Herewith are some of Bryan Cave’s tips:
Avoid salty foods such as chicken wings because they may result in excessive consumption of alcoholic beverages.
Consider having adequate security.
Make employee attendance voluntary.
Check relevant insurance policies for possible coverage.
Set the tone with a series of pre-party memos. Memos should note that the party is a business-related function, and they should also remind everyone of the company’s anti-harrassment policies. Pre-party memos should suggest that everyone should give gag gifts and provocative decorations a good leaving-alone.
If party plans call for music, tell the band or DJ, “No slow dances.”
And after the party, investigate all harrassment complaints.
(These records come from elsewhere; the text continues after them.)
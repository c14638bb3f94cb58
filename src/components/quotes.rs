use log::error;
use reqwest::Client;
use thiserror::Error;
use url::Url;

use crate::config::quotes::{LAMPORTS_PER_SOL, QUOTE_API_BASE, SERVICE_FEE_PERCENT, SLIPPAGE_BPS};
use crate::models::quotes::{FeeEstimate, PriorityTip, QuoteDetails, SwapQuote};
use crate::models::token::Token;

#[derive(Debug, Error, PartialEq, Eq)]
pub enum QuoteError {
    #[error("Quote request error: {0}")]
    Request(String),

    #[error("Quote HTTP error status: {0}")]
    Status(u16),

    #[error("Quote parsing error: {0}")]
    Parse(String),

    #[error("Quote URL error: {0}")]
    Url(String),

    #[error("Quote amount out of range: {0}")]
    Amount(String),
}

pub fn parse_positive_amount(amount: &str) -> Option<f64> {
    let parsed: f64 = amount.trim().parse().ok()?;
    if parsed.is_finite() && parsed > 0.0 {
        Some(parsed)
    } else {
        None
    }
}

// None when the scaled amount cannot fit the aggregator's u64 field.
pub fn to_base_units(amount: f64, decimals: u8) -> Option<u64> {
    let scaled = (amount * 10f64.powi(decimals as i32)).round();
    if scaled >= 0.0 && scaled < u64::MAX as f64 {
        Some(scaled as u64)
    } else {
        None
    }
}

pub async fn fetch_swap_quote(
    client: &Client,
    base_url: &str,
    input: &Token,
    output: &Token,
    amount: f64,
) -> Result<QuoteDetails, QuoteError> {
    let base_units = to_base_units(amount, input.decimals).ok_or_else(|| {
        QuoteError::Amount(format!("{} at {} decimals", amount, input.decimals))
    })?;
    let amount_param = base_units.to_string();
    let slippage_param = SLIPPAGE_BPS.to_string();
    let url = Url::parse_with_params(
        &format!("{}/v6/quote", base_url),
        [
            ("inputMint", input.address.as_str()),
            ("outputMint", output.address.as_str()),
            ("amount", amount_param.as_str()),
            ("slippageBps", slippage_param.as_str()),
        ],
    )
    .map_err(|e| QuoteError::Url(e.to_string()))?;

    let res = client
        .get(url)
        .send()
        .await
        .map_err(|e| QuoteError::Request(e.to_string()))?;

    let status = res.status();
    if !status.is_success() {
        return Err(QuoteError::Status(status.as_u16()));
    }

    let quote: SwapQuote = res
        .json()
        .await
        .map_err(|e| QuoteError::Parse(e.to_string()))?;

    let out_amount: f64 = quote.out_amount.parse().unwrap_or_default();
    let estimated_output = format!("{:.4}", out_amount / 10f64.powi(output.decimals as i32));

    Ok(QuoteDetails {
        input: input.clone(),
        output: output.clone(),
        input_amount: amount.to_string(),
        estimated_output,
        quote,
    })
}

// Holds the newest settled quote for one UI session. Tickets order the
// rounds: a commit lands only while its ticket is still the latest one
// handed out, so a slow response can never overwrite a newer round.
pub struct QuoteSession {
    client: Client,
    base_url: String,
    seq: u64,
    latest: Option<QuoteDetails>,
}

impl QuoteSession {
    pub fn new() -> Self {
        QuoteSession::with_base_url(QUOTE_API_BASE)
    }

    pub fn with_base_url(base_url: &str) -> Self {
        QuoteSession {
            client: Client::new(),
            base_url: base_url.to_string(),
            seq: 0,
            latest: None,
        }
    }

    pub fn begin(&mut self) -> u64 {
        self.seq += 1;
        self.seq
    }

    pub fn commit(&mut self, ticket: u64, details: QuoteDetails) -> bool {
        if ticket != self.seq {
            return false;
        }
        self.latest = Some(details);
        true
    }

    pub fn latest(&self) -> Option<&QuoteDetails> {
        self.latest.as_ref()
    }

    // Does nothing unless both tokens are picked and the amount is a
    // positive number. On failure the previous quote stays on display.
    pub async fn refresh(
        &mut self,
        input: Option<&Token>,
        output: Option<&Token>,
        amount: &str,
    ) -> Option<&QuoteDetails> {
        let (input, output) = match (input, output) {
            (Some(input), Some(output)) => (input, output),
            _ => return self.latest.as_ref(),
        };
        let amount = match parse_positive_amount(amount) {
            Some(amount) => amount,
            None => return self.latest.as_ref(),
        };

        let ticket = self.begin();
        let outcome = fetch_swap_quote(&self.client, &self.base_url, input, output, amount).await;
        match outcome {
            Ok(details) => {
                self.commit(ticket, details);
            }
            Err(e) => error!("quote refresh failed: {}", e),
        }

        self.latest.as_ref()
    }
}

pub fn estimate_fees(latest: Option<&QuoteDetails>, tip: PriorityTip) -> FeeEstimate {
    let slippage_reserve = match latest {
        Some(details) => {
            let threshold: f64 = details
                .quote
                .other_amount_threshold
                .parse()
                .unwrap_or_default();
            format!("{:.5}", threshold / LAMPORTS_PER_SOL)
        }
        None => "0.00000".to_string(),
    };

    let estimated_output = match latest {
        Some(details) => details.estimated_output.clone(),
        None => "0".to_string(),
    };

    FeeEstimate {
        slippage_reserve,
        service_fee_percent: format!("{}", SERVICE_FEE_PERCENT),
        priority_tip: format!("{:.5}", tip.sol()),
        estimated_output,
    }
}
Via Lisa Fairfax at The Conglomerate. She didn’t mention whether the U of Maryland School of Law “sets the tone with with a series of pre-party memos” in advance of holiday social gatherings but I’m thinking this would be a terrific innovation here at the University of South Carolina, where in addition to informal gatherings both our clinicians and our law librarians host separate holiday soirees right on the premises and well, you know how clinicians and law librarians are – “check relevant insurance policies for possible coverage” indeed. Here are some things I’d add to the Bryan Cave admonitions:
1. No picking the french fried onions off the top of the green bean casserole.
2. No asking faculty members who cuss, “Would you kiss your Mama with that mouth?” We might have a perfectly good reason for deploying the eff word.
3. No use of electronic equipment capable of producing YouTube videos if there is going to be karaoke, dancing or competitive eating.